Please give back, word for word, each line from the start of the entries through the one in which "bounded number of" is found.

^^^^

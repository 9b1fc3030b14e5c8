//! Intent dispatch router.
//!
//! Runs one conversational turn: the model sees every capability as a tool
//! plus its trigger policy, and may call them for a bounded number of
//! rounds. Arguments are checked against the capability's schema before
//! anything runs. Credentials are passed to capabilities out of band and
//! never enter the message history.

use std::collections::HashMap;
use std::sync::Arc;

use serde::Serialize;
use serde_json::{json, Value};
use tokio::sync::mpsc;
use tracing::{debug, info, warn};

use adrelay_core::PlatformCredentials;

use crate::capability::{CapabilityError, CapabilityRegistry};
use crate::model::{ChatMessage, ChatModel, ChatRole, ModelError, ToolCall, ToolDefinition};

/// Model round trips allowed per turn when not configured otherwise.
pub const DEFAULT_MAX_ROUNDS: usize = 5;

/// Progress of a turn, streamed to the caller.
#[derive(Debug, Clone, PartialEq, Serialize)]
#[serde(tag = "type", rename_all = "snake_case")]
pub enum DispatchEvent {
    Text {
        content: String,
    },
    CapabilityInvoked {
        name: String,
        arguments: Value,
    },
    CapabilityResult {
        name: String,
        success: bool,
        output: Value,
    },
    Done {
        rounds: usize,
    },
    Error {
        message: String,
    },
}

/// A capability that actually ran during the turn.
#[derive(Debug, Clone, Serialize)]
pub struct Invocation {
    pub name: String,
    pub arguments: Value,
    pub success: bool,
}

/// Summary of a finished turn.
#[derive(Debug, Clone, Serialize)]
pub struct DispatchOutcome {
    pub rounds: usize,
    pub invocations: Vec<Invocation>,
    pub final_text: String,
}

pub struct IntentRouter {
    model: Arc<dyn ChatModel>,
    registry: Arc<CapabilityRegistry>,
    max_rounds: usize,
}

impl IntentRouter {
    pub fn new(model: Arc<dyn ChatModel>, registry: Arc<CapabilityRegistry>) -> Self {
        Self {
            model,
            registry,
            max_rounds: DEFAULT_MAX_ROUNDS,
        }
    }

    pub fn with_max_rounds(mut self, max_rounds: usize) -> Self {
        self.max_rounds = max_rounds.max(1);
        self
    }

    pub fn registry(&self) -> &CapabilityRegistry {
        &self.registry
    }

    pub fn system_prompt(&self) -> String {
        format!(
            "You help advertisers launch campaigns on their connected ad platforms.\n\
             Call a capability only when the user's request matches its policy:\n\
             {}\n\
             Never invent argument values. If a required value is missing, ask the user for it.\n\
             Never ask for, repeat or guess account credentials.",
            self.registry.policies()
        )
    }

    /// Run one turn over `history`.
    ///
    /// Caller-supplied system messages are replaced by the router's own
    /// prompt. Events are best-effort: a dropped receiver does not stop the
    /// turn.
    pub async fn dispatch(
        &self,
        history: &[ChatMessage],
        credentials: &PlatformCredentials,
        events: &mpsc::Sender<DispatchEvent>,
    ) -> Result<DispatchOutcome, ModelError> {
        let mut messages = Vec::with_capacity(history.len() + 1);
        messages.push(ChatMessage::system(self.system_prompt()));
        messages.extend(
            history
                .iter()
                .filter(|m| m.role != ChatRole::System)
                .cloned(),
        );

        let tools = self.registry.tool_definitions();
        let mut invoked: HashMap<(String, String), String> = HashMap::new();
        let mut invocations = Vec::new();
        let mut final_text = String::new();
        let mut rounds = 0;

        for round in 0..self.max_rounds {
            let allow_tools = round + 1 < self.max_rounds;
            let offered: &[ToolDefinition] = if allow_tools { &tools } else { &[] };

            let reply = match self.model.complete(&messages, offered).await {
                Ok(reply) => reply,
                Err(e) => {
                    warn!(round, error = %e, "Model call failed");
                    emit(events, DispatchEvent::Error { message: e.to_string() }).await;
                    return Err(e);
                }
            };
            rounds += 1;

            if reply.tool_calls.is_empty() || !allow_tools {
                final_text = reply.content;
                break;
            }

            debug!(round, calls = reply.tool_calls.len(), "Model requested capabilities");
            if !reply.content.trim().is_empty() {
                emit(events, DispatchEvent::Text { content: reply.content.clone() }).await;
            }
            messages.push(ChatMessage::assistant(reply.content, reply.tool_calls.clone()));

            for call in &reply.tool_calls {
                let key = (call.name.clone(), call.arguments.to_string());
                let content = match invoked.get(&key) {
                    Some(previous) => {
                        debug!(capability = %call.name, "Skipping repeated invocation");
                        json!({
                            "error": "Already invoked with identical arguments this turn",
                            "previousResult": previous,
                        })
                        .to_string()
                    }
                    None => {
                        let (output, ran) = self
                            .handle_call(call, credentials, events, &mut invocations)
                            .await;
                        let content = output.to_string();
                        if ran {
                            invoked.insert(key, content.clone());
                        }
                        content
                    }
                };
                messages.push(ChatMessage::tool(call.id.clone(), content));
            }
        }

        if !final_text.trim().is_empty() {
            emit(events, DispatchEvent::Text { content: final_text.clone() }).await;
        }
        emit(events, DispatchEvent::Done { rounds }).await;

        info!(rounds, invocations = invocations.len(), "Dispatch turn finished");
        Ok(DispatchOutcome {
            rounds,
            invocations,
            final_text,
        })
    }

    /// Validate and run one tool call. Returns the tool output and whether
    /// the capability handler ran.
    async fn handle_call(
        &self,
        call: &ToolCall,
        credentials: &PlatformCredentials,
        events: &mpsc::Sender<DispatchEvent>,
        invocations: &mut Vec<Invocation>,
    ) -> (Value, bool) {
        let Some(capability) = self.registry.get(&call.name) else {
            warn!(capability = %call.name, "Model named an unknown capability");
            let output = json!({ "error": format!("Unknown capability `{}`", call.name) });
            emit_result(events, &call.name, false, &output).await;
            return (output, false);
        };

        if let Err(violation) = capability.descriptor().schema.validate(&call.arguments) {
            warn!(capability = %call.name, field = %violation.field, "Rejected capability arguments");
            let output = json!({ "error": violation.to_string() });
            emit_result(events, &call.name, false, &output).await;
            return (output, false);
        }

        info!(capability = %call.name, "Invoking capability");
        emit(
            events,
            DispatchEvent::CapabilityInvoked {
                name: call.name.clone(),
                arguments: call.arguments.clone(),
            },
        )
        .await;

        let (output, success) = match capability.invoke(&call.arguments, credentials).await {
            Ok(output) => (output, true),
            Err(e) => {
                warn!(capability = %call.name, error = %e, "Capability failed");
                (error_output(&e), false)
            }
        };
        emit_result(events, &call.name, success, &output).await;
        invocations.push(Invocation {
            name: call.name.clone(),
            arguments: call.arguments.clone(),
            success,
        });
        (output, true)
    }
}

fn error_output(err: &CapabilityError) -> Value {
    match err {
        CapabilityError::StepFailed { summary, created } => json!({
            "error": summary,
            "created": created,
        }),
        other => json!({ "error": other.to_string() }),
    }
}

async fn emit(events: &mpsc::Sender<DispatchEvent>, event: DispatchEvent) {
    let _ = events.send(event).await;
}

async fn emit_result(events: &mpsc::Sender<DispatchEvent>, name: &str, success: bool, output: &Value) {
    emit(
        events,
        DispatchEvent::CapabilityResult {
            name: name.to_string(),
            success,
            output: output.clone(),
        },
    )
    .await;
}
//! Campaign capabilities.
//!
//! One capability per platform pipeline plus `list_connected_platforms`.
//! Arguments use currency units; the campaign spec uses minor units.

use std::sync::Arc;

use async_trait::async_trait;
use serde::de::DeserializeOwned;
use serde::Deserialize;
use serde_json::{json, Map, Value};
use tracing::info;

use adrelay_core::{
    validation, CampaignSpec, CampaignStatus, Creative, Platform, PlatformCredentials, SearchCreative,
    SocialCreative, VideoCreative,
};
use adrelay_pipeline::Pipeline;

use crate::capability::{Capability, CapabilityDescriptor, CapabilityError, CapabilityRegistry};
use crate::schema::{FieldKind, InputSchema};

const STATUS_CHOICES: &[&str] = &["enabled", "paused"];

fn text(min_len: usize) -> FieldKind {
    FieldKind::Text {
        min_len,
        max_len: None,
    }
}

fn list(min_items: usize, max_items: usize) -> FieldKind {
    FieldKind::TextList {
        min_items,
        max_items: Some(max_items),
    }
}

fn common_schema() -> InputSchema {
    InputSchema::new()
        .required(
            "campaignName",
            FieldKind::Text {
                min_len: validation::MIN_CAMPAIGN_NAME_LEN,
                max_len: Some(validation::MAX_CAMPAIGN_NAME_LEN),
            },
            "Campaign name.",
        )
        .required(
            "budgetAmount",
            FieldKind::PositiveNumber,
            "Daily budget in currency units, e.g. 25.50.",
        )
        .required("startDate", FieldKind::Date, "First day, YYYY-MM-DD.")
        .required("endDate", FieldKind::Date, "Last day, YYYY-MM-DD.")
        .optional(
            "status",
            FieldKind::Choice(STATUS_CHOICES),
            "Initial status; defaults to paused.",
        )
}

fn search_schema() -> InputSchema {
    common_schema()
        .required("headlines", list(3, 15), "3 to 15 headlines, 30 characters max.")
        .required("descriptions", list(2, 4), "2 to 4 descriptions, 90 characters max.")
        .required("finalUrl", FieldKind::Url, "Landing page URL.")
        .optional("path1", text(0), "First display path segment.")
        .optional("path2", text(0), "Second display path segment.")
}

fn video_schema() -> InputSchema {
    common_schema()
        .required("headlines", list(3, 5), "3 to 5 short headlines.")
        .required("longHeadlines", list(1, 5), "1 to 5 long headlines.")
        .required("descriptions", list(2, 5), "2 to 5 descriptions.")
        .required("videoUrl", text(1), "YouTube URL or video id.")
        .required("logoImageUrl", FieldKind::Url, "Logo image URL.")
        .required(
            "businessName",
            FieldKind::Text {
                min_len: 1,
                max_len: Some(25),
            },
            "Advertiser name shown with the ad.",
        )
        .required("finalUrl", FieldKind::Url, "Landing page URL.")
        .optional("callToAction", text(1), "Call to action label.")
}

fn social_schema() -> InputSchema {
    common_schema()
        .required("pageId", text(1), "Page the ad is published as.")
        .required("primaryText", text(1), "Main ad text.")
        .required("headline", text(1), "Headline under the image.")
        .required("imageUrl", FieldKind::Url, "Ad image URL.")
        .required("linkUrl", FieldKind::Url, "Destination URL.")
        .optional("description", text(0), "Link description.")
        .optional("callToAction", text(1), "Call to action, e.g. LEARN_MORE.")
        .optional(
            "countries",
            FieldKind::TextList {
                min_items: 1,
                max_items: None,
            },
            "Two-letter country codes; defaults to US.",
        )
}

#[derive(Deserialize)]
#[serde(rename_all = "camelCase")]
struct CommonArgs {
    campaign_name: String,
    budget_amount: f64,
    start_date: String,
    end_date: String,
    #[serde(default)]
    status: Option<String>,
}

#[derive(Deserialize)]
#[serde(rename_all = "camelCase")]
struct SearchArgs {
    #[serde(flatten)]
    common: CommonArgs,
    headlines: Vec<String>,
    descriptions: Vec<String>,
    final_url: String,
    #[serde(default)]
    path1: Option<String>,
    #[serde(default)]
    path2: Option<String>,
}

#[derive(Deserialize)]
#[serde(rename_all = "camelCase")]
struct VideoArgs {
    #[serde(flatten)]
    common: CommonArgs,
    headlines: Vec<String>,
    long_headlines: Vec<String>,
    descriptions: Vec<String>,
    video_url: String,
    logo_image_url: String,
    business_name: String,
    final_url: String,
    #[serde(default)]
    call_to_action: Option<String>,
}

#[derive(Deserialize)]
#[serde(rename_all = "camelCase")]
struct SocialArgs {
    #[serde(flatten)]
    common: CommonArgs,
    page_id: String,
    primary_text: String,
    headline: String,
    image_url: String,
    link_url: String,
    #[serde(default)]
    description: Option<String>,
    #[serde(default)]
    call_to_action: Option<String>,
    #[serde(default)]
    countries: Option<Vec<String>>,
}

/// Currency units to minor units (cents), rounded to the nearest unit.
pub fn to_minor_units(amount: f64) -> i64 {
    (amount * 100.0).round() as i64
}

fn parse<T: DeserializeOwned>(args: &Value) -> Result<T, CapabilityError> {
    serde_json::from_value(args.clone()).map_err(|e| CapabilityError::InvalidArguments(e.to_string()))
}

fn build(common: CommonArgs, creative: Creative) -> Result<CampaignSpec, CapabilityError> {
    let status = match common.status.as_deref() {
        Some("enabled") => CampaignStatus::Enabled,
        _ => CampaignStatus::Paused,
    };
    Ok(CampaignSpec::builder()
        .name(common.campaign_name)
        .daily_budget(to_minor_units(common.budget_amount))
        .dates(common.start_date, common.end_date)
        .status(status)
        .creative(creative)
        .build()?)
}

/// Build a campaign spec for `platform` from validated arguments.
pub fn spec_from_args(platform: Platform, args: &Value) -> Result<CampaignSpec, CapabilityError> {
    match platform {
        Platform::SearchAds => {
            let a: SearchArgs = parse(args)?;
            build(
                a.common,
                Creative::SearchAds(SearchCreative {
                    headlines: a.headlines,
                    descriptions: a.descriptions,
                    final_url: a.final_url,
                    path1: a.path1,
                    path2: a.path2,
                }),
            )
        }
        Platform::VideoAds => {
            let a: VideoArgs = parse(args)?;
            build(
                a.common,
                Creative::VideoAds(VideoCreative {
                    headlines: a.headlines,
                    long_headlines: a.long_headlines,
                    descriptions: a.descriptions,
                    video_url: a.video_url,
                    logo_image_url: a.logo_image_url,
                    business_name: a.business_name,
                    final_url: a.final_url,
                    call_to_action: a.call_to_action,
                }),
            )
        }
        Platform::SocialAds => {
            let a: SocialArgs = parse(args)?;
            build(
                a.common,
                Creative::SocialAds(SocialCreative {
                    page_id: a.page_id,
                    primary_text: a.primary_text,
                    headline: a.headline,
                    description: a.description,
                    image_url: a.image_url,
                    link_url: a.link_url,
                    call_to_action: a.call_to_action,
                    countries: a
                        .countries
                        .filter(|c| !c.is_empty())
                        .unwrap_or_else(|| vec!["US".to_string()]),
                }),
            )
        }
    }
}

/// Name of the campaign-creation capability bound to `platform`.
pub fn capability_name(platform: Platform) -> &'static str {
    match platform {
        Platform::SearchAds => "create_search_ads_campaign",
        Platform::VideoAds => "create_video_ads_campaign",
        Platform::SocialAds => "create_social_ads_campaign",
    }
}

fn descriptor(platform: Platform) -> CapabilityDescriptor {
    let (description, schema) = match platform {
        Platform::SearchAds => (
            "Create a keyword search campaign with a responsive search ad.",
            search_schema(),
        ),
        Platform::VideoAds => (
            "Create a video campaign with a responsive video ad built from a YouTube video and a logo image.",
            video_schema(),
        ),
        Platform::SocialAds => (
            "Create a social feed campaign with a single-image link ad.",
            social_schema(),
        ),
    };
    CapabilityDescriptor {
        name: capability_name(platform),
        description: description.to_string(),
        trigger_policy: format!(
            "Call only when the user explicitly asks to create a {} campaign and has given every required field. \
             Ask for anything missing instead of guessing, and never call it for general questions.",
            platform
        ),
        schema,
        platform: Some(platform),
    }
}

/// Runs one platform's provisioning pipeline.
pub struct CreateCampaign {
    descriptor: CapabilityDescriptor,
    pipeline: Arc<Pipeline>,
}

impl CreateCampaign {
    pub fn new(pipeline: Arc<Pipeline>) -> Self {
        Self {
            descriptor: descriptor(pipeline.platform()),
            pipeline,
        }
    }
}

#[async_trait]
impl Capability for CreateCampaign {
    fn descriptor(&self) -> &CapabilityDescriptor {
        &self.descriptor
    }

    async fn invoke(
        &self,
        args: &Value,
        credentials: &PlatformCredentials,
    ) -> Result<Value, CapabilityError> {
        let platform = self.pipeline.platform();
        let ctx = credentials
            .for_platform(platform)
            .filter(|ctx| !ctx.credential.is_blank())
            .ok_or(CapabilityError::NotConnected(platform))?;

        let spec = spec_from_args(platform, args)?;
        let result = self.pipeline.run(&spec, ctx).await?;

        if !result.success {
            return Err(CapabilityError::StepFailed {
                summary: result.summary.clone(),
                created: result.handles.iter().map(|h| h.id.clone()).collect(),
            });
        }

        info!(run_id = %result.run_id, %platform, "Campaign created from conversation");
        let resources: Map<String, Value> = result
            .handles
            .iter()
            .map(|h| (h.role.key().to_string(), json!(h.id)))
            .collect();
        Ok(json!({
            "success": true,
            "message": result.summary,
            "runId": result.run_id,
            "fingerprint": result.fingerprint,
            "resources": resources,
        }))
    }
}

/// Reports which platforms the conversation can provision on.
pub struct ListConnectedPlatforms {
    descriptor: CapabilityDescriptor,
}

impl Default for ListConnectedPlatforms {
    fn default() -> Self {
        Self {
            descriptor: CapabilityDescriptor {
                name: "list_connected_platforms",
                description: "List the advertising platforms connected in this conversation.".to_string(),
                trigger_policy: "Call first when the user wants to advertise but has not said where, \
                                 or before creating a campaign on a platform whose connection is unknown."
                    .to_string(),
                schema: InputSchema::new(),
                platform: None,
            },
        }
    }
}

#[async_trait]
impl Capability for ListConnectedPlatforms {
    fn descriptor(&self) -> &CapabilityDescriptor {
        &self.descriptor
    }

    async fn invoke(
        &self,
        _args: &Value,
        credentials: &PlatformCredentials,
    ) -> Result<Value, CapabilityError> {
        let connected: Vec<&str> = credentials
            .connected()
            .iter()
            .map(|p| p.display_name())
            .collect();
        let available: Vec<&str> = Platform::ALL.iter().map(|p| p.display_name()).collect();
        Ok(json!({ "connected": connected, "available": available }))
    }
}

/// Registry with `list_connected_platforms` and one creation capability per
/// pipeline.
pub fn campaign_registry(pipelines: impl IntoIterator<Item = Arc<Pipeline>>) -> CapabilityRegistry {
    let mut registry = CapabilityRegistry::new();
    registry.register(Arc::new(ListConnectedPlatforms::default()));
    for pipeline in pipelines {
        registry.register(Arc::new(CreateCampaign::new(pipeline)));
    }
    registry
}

^^^^

__Task output__.
repository 9b1fc3030b14e5c8
//! Intent dispatch router.
//!
//! Runs one conversational turn: the model sees every capability as a tool
//! plus its trigger policy, and may call them for a bounded number of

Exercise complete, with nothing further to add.